[[ Available data, beginning ]]

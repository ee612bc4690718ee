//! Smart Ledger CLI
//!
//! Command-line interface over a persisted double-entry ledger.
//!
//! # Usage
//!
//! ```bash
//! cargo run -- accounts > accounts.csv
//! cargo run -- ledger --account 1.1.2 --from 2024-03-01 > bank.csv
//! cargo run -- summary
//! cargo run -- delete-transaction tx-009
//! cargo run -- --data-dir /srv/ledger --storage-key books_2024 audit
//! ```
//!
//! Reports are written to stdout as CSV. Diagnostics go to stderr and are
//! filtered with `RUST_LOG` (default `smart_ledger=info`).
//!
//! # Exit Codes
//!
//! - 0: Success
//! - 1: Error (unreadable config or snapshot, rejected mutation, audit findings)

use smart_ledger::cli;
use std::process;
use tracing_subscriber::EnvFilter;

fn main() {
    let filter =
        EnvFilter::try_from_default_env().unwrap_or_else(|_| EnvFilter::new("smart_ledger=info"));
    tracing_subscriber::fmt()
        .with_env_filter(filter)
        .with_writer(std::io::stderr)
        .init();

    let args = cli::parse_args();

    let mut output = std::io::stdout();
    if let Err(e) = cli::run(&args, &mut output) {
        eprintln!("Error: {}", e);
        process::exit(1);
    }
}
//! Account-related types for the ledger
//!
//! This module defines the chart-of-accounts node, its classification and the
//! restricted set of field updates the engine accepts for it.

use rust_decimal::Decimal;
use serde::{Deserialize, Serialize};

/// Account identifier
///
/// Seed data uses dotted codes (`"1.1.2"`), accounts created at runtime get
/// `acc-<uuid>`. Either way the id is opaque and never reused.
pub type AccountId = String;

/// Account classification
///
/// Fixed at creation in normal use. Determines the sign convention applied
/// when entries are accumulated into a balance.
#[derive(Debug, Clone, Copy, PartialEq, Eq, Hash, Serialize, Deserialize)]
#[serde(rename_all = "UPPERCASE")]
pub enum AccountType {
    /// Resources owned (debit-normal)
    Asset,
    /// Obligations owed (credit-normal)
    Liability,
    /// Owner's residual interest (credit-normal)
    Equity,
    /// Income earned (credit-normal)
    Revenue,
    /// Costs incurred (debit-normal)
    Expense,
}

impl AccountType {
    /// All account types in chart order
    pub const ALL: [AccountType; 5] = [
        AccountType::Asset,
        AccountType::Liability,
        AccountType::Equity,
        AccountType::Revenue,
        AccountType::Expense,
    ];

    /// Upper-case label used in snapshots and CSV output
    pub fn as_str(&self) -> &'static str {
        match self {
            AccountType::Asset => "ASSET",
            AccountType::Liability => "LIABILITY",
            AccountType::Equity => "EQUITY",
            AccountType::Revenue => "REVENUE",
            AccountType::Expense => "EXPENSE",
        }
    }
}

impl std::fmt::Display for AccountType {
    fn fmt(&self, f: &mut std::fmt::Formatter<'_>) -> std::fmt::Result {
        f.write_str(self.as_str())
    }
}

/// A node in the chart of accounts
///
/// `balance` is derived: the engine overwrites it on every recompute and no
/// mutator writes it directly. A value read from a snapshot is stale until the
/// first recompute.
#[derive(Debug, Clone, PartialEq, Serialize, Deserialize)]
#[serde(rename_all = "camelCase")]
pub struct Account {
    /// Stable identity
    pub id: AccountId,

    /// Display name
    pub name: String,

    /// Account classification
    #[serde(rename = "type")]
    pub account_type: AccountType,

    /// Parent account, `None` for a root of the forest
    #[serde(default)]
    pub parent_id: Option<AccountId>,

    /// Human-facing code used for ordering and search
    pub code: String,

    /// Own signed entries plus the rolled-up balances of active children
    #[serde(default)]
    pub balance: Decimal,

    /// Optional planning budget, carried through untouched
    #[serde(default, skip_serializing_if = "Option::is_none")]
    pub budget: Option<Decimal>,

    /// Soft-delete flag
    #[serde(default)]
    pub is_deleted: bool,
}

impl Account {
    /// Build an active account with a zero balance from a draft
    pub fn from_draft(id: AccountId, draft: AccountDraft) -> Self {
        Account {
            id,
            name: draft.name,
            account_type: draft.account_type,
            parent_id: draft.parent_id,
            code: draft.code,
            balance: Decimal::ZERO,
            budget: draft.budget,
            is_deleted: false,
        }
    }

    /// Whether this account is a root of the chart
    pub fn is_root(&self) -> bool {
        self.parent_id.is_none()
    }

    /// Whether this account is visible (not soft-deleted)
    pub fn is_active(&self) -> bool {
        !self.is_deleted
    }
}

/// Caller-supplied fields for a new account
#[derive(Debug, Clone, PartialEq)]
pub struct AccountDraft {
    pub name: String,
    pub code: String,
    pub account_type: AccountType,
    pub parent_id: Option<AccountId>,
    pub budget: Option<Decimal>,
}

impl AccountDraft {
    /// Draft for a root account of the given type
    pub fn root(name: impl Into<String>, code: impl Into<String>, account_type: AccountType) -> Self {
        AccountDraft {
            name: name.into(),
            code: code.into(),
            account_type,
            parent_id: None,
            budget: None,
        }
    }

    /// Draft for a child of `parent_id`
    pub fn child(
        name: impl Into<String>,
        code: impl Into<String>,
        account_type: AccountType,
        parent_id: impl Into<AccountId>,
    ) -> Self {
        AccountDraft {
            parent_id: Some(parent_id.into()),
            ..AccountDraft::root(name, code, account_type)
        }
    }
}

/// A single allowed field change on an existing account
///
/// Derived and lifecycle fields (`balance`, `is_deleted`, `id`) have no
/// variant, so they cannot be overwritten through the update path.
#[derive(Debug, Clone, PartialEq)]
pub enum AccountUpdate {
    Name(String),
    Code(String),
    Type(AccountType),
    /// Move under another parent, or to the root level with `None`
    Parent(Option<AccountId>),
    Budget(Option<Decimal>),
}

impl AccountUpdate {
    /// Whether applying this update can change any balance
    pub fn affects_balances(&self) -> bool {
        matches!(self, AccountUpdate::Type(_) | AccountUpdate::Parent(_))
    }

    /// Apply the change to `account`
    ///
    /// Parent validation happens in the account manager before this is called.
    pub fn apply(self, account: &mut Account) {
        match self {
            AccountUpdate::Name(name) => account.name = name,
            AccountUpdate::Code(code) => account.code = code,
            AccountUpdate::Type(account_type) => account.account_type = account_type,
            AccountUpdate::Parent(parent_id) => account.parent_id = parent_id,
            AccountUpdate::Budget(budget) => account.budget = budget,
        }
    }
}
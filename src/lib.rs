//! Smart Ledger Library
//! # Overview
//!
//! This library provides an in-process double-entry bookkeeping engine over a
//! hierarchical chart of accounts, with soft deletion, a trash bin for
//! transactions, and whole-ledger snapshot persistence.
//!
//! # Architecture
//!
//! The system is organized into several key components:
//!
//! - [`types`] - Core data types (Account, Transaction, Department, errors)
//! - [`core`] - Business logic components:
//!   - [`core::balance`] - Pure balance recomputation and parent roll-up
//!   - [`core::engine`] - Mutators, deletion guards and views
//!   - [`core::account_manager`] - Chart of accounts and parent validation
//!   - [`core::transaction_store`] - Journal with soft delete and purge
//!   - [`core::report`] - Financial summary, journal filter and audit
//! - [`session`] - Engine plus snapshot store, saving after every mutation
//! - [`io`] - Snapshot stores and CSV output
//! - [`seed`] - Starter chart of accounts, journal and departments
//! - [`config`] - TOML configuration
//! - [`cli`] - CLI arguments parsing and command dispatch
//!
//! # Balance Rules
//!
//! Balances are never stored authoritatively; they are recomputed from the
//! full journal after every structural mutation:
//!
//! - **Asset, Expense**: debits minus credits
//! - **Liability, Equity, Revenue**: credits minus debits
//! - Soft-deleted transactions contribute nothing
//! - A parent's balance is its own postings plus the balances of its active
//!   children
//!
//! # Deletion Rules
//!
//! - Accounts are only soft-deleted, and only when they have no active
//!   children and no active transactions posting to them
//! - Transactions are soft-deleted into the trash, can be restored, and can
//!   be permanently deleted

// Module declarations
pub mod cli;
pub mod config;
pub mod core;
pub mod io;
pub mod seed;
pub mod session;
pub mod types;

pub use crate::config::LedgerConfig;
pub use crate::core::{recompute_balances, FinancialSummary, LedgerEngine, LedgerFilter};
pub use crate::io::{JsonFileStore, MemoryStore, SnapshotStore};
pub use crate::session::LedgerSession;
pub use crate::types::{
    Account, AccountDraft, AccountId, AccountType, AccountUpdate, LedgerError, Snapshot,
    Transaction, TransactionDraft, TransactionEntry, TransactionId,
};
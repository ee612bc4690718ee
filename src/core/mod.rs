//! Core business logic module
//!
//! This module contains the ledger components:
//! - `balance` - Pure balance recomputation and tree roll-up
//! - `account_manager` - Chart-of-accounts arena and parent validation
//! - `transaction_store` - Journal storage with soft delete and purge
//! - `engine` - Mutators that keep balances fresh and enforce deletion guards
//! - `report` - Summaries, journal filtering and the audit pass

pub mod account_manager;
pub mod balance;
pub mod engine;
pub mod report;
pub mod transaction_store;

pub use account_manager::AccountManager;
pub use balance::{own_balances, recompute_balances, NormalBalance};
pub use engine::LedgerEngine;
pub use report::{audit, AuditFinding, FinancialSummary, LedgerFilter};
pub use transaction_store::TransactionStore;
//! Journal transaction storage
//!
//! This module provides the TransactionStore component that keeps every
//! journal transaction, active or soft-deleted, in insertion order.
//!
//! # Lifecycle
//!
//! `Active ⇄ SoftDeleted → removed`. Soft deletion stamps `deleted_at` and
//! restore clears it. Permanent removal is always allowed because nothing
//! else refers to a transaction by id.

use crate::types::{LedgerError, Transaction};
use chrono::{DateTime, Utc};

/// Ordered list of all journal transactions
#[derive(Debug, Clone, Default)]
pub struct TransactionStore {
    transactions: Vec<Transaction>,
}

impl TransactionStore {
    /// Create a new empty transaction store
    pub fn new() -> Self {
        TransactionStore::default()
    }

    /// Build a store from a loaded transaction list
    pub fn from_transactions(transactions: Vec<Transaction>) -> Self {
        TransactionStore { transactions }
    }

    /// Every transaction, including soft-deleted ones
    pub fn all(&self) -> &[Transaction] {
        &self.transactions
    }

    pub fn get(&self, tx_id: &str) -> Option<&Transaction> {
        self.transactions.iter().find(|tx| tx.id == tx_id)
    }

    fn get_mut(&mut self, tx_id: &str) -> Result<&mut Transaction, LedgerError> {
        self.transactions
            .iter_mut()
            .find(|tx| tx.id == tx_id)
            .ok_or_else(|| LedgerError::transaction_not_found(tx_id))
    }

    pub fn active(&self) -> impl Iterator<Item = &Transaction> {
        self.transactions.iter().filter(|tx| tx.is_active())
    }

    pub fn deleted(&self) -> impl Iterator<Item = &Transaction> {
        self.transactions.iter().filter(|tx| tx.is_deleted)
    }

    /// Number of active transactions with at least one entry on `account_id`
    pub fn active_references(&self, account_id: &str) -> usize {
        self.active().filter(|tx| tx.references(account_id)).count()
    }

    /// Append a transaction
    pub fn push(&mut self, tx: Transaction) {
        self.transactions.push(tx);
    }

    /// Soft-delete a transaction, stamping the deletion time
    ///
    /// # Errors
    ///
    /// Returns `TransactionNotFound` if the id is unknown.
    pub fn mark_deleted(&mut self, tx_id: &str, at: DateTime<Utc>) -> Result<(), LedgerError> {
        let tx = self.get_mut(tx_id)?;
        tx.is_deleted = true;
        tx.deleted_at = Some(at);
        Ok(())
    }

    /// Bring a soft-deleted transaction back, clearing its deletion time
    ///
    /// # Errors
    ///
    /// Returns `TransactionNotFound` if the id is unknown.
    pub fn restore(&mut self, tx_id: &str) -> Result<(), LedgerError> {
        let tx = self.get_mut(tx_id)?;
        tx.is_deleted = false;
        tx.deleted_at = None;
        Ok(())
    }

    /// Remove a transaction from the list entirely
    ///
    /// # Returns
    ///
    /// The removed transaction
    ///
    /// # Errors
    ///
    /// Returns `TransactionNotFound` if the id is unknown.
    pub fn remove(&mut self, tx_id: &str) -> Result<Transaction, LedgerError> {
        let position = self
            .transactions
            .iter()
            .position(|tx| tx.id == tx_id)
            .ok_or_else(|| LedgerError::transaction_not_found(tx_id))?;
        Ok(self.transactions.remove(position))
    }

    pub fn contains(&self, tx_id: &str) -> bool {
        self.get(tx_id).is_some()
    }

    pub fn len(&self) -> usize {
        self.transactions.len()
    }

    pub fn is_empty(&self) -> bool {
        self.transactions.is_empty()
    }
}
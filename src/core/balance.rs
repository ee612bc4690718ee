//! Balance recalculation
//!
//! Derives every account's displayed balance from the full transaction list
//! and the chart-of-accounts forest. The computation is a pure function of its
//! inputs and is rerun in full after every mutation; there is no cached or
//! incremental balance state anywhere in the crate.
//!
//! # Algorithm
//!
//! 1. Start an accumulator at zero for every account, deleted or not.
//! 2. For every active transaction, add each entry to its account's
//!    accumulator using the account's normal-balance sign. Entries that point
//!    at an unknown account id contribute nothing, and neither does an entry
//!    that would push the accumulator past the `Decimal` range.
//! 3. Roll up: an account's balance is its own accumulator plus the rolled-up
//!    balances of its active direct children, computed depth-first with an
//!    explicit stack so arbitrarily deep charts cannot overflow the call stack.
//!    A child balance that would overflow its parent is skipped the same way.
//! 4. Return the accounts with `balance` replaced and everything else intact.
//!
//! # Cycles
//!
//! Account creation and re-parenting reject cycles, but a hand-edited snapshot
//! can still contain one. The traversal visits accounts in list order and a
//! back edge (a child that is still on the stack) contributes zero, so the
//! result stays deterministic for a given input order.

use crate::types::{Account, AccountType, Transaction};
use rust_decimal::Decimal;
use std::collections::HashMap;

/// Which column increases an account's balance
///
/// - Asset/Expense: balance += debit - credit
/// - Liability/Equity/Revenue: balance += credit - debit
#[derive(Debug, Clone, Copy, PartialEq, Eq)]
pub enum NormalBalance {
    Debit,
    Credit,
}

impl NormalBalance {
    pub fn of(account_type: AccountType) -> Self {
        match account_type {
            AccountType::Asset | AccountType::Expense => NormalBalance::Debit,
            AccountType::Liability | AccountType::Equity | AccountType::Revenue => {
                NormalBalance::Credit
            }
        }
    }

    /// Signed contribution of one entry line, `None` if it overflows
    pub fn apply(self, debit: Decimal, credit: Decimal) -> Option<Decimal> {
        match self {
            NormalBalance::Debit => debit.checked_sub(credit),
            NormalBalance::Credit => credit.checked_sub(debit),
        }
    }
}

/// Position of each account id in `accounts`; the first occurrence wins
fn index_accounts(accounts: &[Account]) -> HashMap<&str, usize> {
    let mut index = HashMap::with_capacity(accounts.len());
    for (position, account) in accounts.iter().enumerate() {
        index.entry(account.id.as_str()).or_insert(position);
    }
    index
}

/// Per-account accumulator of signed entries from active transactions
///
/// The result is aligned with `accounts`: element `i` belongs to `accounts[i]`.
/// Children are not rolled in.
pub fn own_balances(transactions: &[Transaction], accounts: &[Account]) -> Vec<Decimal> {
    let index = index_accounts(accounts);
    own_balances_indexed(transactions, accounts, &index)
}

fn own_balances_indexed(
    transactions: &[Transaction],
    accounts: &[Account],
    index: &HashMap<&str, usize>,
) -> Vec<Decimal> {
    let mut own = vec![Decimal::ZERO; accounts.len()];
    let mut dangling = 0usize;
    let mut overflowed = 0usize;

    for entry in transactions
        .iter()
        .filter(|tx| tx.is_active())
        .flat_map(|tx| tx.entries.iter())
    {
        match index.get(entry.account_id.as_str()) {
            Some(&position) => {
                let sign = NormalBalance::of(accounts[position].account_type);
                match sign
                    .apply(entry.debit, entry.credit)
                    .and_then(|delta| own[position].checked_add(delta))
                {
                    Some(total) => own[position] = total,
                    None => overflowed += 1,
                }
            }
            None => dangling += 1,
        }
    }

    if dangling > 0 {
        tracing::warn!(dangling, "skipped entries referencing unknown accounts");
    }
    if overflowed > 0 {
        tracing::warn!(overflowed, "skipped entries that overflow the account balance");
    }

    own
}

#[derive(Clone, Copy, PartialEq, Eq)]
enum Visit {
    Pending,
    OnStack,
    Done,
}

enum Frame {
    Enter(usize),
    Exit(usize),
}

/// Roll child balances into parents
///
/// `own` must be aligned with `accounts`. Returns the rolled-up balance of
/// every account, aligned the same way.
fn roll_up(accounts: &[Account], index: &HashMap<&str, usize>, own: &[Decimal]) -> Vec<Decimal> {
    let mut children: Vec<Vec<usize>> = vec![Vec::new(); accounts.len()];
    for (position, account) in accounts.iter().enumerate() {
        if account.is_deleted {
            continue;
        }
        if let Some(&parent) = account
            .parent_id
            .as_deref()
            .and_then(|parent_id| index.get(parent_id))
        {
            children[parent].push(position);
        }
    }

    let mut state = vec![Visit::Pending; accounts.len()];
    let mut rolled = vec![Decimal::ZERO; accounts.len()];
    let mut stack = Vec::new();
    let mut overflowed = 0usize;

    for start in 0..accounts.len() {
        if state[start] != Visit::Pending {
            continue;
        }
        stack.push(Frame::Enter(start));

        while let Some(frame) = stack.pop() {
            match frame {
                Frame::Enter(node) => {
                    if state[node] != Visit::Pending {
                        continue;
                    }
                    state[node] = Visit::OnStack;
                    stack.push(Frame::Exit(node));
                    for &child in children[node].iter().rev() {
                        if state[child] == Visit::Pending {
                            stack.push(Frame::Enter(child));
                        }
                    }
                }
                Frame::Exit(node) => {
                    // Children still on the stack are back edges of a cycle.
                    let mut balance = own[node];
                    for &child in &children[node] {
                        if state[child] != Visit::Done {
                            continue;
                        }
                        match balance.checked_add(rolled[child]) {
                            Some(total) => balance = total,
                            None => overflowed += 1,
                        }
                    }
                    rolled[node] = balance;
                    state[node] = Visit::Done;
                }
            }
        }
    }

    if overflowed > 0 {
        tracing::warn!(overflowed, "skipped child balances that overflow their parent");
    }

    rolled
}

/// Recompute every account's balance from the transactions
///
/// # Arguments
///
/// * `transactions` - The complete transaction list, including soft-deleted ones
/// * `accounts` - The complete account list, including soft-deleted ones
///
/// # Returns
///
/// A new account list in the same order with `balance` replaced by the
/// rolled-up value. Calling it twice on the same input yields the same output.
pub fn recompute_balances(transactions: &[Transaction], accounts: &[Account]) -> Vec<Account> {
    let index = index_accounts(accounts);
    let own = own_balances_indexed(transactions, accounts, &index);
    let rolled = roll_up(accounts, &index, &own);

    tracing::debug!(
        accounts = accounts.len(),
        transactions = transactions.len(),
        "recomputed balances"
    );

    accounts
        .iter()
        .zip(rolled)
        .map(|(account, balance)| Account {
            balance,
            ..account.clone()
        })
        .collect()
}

[[ Available data, end ]]

▶ [Exercise]
Output should match, line for line, the stretch of the material above from the line holding "and command dispatch" through the line holding "This module contains".

▶ [Written reply]
//! - [`cli`] - CLI arguments parsing and command dispatch
//!
//! # Balance Rules
//!
//! Balances are never stored authoritatively; they are recomputed from the
//! full journal after every structural mutation:
//!
//! - **Asset, Expense**: debits minus credits
//! - **Liability, Equity, Revenue**: credits minus debits
//! - Soft-deleted transactions contribute nothing
//! - A parent's balance is its own postings plus the balances of its active
//!   children
//!
//! # Deletion Rules
//!
//! - Accounts are only soft-deleted, and only when they have no active
//!   children and no active transactions posting to them
//! - Transactions are soft-deleted into the trash, can be restored, and can
//!   be permanently deleted

// Module declarations
pub mod cli;
pub mod config;
pub mod core;
pub mod io;
pub mod seed;
pub mod session;
pub mod types;

pub use crate::config::LedgerConfig;
pub use crate::core::{recompute_balances, FinancialSummary, LedgerEngine, LedgerFilter};
pub use crate::io::{JsonFileStore, MemoryStore, SnapshotStore};
pub use crate::session::LedgerSession;
pub use crate::types::{
    Account, AccountDraft, AccountId, AccountType, AccountUpdate, LedgerError, Snapshot,
    Transaction, TransactionDraft, TransactionEntry, TransactionId,
};
repository ee612bc4690718ee
filename src/core/mod.rs
//! Core business logic module
//!
//! This module contains the ledger components:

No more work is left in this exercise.